[DATASET RECORDS]

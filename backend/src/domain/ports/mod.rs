//! Domain ports and supporting types for the hexagonal boundary.

mod macros;
pub(crate) use macros::define_port_error;

mod gift_handoff;
mod user_resolver;
mod wishlist_command;
mod wishlist_query;
mod wishlist_repository;

#[cfg(test)]
pub use gift_handoff::MockGiftHandoff;
pub use gift_handoff::{FixtureGiftHandoff, GiftHandoff, GiftHandoffError};
#[cfg(test)]
pub use user_resolver::MockUserResolver;
pub use user_resolver::{FixtureUserResolver, UserResolver, UserResolverError};
#[cfg(test)]
pub use wishlist_command::MockWishlistCommand;
pub use wishlist_command::{
    CreateWishlistRequest, DeleteWishlistRequest, DeleteWishlistResponse, UpdateWishlistRequest,
    WishlistCommand, WishlistPatch, WishlistPayload,
};
#[cfg(test)]
pub use wishlist_query::MockWishlistQuery;
pub use wishlist_query::{GetWishlistRequest, ListWishlistsRequest, WishlistQuery};
#[cfg(test)]
pub use wishlist_repository::MockWishlistRepository;
pub use wishlist_repository::{
    FixtureWishlistRepository, WishlistRepository, WishlistRepositoryError,
};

[/DATASET RECORDS]

▸ WHAT IS REQUIRED
From the line containing "mod macros;" down to the last line of the records, transcribe every line exactly and add nothing else.

▸ TASK OUTPUT
mod macros;
pub(crate) use macros::define_port_error;

mod gift_handoff;
mod user_resolver;
mod wishlist_command;
mod wishlist_query;
mod wishlist_repository;

#[cfg(test)]
pub use gift_handoff::MockGiftHandoff;
pub use gift_handoff::{FixtureGiftHandoff, GiftHandoff, GiftHandoffError};
#[cfg(test)]
pub use user_resolver::MockUserResolver;
pub use user_resolver::{FixtureUserResolver, UserResolver, UserResolverError};
#[cfg(test)]
pub use wishlist_command::MockWishlistCommand;
pub use wishlist_command::{
    CreateWishlistRequest, DeleteWishlistRequest, DeleteWishlistResponse, UpdateWishlistRequest,
    WishlistCommand, WishlistPatch, WishlistPayload,
};
#[cfg(test)]
pub use wishlist_query::MockWishlistQuery;
pub use wishlist_query::{GetWishlistRequest, ListWishlistsRequest, WishlistQuery};
#[cfg(test)]
pub use wishlist_repository::MockWishlistRepository;
pub use wishlist_repository::{
    FixtureWishlistRepository, WishlistRepository, WishlistRepositoryError,
};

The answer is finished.